My thoughts upon completion:

This book didn’t make me want to pick it up between readings. But why should it be the book’s responsibility to make me? It was I who needed this book, and not the other way around. And as I took my time, for weeks, reading it, I was unable to forget that need of mine. I could not find a desire to read anything else between my short sessions with Muñoz Molina’s journey in this novel. And, with each paragraph, each chapter, each page, I was filled up with his poetry of thought and his longing for memory. There was no other way for me to read this book.

His journey is a long one. His memories and reflections, his connections between one train, one place, one tense and another take time. I was surprised each time I picked it up that this book is a light 385 pages, when his travels between the book’s covers are so weighty. The traveling between past and present, between history and personal memoir, between what appears to be fiction and is known to be nonfiction, goes so very deep and so very far. After finally finishing it, I know I am still there, in those pages, almost nauseous from the whirlwind of the author’s processing. I am relieved to be done, yet I know I have to read the book again. His words and reflections resonate with an ancestral me.

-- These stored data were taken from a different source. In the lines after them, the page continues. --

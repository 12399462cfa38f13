//! In-memory key-value store with optional JSON file persistence
//!
//! Without a persist path this is a plain map. With one, every mutation
//! rewrites the file and construction loads it back. File trouble on the
//! automatic save/load path is logged and tolerated; the store keeps
//! working in memory.

use std::collections::HashMap;
use std::fs;
use std::path::{Path, PathBuf};

use serde_json::{Value as Json, json};

use crate::error::{Error, Result};
use crate::storage::engine::Store;

const FORMAT_VERSION: &str = "1.0";

/// In-memory store, optionally persisted to a JSON file
#[derive(Debug, Default)]
pub struct MemoryStore {
    data: HashMap<String, Json>,
    persist_path: Option<PathBuf>,
}

impl MemoryStore {
    pub fn new() -> Self {
        Self::default()
    }

    /// Creates a store persisted at the given path, loading an existing
    /// file if one is there
    pub fn with_persistence(path: impl Into<PathBuf>) -> Self {
        let mut store = Self {
            data: HashMap::new(),
            persist_path: Some(path.into()),
        };
        store.load();
        store
    }

    pub fn len(&self) -> usize {
        self.data.len()
    }

    pub fn is_empty(&self) -> bool {
        self.data.is_empty()
    }

    /// Writes the current contents to a separate backup file
    pub fn backup(&self, path: impl AsRef<Path>) -> Result<()> {
        write_payload(path.as_ref(), &self.payload())
    }

    /// Replaces the current contents from a backup file and re-saves
    pub fn restore(&mut self, path: impl AsRef<Path>) -> Result<()> {
        let text = fs::read_to_string(path.as_ref())?;
        self.data = parse_payload(&text)?;
        self.save();
        Ok(())
    }

    fn payload(&self) -> Json {
        json!({ "version": FORMAT_VERSION, "data": self.data })
    }

    /// Best-effort save to the persist file; failures are logged
    fn save(&self) {
        let Some(path) = &self.persist_path else {
            return;
        };
        if let Err(err) = write_payload(path, &self.payload()) {
            tracing::warn!(path = %path.display(), error = %err, "failed to save store");
        }
    }

    /// Best-effort load from the persist file, true if data was loaded
    fn load(&mut self) -> bool {
        let Some(path) = &self.persist_path else {
            return false;
        };
        if !path.exists() {
            return false;
        }
        let parsed = fs::read_to_string(path)
            .map_err(Error::from)
            .and_then(|text| parse_payload(&text));
        match parsed {
            Ok(data) => {
                self.data = data;
                true
            }
            Err(err) => {
                tracing::warn!(path = %path.display(), error = %err, "failed to load store");
                false
            }
        }
    }
}

fn write_payload(path: &Path, payload: &Json) -> Result<()> {
    if let Some(parent) = path.parent() {
        if !parent.as_os_str().is_empty() {
            fs::create_dir_all(parent)?;
        }
    }
    fs::write(path, serde_json::to_string_pretty(payload)?)?;
    Ok(())
}

fn parse_payload(text: &str) -> Result<HashMap<String, Json>> {
    let parsed: Json = serde_json::from_str(text)?;
    let data = parsed
        .get("data")
        .and_then(Json::as_object)
        .ok_or_else(|| Error::Storage("invalid store file format".to_string()))?;
    Ok(data.iter().map(|(k, v)| (k.clone(), v.clone())).collect())
}

impl Store for MemoryStore {
    fn get(&self, key: &str) -> Option<Json> {
        self.data.get(key).cloned()
    }

    fn set(&mut self, key: &str, value: Json) -> Result<()> {
        self.data.insert(key.to_string(), value);
        self.save();
        Ok(())
    }

    fn delete(&mut self, key: &str) -> Result<bool> {
        let existed = self.data.remove(key).is_some();
        if existed {
            self.save();
        }
        Ok(existed)
    }

    fn contains(&self, key: &str) -> bool {
        self.data.contains_key(key)
    }

    fn keys(&self) -> Vec<String> {
        self.data.keys().cloned().collect()
    }

    fn clear(&mut self) -> Result<()> {
        self.data.clear();
        self.save();
        Ok(())
    }
}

I have never been to Spain, though my maternal ancestors were emigrants from there. As far as I know, I have no Jewish ancestors. But over the course of my reading I ponder more and more how impossible it seems that we are not each to some degree related within the diaspora of the human soul.

As I read this I found that almost instantly – if I was not terribly distracted, and even when I was – I was drawn in as if by an old friend who by chance meets me on a street in some gray city of my past, and with an arm around my shoulders walks with me and picks up a tale he has been telling me for years. I was captured, almost against my will, and yet mesmerized, flattered and transfixed by the tale and the intimacy of the encounter. I would go into a trance.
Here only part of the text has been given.